**Exercise details**
Of all the lines below, output only those starting at the one with "Host-provided details. Input" and ending at the one with "#[derive(Clone)]", both ends included, exactly as written.

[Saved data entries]
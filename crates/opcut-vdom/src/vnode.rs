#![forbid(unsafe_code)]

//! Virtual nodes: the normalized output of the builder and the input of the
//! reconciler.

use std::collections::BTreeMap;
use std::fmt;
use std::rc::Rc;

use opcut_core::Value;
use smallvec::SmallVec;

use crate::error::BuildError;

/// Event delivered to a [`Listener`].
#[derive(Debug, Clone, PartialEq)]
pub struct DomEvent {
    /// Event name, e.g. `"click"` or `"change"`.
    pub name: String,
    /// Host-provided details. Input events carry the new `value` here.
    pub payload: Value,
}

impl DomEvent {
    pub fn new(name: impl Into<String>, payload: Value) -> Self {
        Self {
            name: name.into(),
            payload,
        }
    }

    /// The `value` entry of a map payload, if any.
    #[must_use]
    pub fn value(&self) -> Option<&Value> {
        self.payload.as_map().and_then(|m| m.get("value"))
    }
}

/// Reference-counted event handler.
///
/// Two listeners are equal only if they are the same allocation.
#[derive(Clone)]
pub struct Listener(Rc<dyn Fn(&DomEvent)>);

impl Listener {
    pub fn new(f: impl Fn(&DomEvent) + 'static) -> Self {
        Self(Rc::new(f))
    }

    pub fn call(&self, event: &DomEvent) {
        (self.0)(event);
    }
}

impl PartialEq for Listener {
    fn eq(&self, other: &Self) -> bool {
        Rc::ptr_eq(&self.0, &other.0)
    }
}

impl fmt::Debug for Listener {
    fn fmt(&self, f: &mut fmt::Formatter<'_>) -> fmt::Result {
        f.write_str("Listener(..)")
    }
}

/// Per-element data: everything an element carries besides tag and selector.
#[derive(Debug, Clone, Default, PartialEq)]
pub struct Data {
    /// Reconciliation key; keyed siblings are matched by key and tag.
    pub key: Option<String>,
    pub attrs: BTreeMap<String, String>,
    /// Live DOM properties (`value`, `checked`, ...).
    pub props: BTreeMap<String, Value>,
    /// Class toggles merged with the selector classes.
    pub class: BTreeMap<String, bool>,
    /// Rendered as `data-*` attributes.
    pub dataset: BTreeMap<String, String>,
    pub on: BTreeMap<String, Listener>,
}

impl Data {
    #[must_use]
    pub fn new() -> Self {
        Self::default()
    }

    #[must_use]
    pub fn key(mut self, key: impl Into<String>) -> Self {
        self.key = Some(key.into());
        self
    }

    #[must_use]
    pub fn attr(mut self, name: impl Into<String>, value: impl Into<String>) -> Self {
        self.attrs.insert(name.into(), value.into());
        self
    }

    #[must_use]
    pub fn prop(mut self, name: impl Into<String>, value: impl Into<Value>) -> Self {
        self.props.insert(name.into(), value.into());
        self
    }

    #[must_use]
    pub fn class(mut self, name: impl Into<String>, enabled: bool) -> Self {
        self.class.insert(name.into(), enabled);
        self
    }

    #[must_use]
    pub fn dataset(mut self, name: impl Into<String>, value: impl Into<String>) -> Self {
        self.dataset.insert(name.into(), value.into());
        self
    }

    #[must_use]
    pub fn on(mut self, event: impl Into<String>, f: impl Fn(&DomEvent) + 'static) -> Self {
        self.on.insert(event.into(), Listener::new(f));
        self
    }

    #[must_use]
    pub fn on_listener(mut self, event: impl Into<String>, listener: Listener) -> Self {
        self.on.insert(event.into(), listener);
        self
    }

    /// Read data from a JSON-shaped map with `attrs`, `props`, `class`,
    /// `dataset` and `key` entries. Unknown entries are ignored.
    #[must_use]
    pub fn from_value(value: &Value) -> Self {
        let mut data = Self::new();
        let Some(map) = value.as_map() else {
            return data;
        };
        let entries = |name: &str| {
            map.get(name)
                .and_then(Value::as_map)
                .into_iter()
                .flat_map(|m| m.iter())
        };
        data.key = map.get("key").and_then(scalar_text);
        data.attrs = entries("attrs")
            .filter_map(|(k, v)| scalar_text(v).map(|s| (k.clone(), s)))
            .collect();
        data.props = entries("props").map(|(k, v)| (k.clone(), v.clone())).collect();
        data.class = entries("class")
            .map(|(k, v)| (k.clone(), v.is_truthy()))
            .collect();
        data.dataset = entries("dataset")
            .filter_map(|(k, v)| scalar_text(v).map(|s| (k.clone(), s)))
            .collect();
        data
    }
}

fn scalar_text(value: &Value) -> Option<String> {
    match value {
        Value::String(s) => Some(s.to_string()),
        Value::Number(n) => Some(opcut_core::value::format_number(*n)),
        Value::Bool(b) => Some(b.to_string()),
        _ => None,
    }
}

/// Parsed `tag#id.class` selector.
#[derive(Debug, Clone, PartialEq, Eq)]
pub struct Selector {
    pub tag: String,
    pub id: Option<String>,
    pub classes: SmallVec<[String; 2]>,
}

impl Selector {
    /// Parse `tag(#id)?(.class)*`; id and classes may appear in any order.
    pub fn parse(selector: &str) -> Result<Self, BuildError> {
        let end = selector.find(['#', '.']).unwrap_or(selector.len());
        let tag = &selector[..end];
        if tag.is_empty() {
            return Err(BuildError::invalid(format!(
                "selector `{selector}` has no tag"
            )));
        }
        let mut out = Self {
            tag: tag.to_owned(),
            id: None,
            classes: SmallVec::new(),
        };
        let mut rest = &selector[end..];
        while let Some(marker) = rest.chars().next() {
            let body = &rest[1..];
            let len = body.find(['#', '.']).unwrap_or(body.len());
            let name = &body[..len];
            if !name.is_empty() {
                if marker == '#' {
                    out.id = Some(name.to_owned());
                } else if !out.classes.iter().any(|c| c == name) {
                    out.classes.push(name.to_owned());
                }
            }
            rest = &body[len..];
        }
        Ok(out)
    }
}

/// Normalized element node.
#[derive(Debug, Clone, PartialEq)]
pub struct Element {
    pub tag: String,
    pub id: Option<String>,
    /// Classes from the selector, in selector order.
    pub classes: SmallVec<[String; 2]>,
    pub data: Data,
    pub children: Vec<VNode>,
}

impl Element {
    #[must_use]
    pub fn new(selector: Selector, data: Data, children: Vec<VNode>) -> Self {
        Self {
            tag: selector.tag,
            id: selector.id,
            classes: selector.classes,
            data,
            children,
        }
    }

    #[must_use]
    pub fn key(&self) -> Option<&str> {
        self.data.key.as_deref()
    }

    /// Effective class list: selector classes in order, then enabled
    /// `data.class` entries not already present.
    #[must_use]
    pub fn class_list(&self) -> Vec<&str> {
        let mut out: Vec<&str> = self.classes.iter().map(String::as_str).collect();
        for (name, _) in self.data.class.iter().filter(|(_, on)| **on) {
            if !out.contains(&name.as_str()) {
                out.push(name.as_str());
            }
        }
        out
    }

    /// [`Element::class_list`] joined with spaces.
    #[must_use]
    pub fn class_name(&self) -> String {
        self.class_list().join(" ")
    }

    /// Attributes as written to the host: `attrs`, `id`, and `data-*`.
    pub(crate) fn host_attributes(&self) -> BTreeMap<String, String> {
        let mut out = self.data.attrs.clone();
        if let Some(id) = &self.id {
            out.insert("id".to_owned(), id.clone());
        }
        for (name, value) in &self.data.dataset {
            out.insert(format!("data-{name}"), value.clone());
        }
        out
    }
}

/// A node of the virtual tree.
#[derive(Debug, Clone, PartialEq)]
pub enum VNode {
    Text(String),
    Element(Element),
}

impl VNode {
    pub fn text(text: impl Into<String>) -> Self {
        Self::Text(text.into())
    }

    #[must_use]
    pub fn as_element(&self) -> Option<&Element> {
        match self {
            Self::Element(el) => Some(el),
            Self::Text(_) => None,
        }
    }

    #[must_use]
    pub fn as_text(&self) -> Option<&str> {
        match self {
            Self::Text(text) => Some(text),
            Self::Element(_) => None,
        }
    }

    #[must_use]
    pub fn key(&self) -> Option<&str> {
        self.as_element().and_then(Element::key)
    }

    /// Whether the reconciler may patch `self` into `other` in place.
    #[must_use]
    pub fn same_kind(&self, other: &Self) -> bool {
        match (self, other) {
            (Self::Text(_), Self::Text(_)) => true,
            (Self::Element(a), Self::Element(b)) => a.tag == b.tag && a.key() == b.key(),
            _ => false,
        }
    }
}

**Exercise result**
    /// Host-provided details. Input events carry the new `value` here.
    pub payload: Value,
}

impl DomEvent {
    pub fn new(name: impl Into<String>, payload: Value) -> Self {
        Self {
            name: name.into(),
            payload,
        }
    }

    /// The `value` entry of a map payload, if any.
    #[must_use]
    pub fn value(&self) -> Option<&Value> {
        self.payload.as_map().and_then(|m| m.get("value"))
    }
}

/// Reference-counted event handler.
///
/// Two listeners are equal only if they are the same allocation.
#[derive(Clone)]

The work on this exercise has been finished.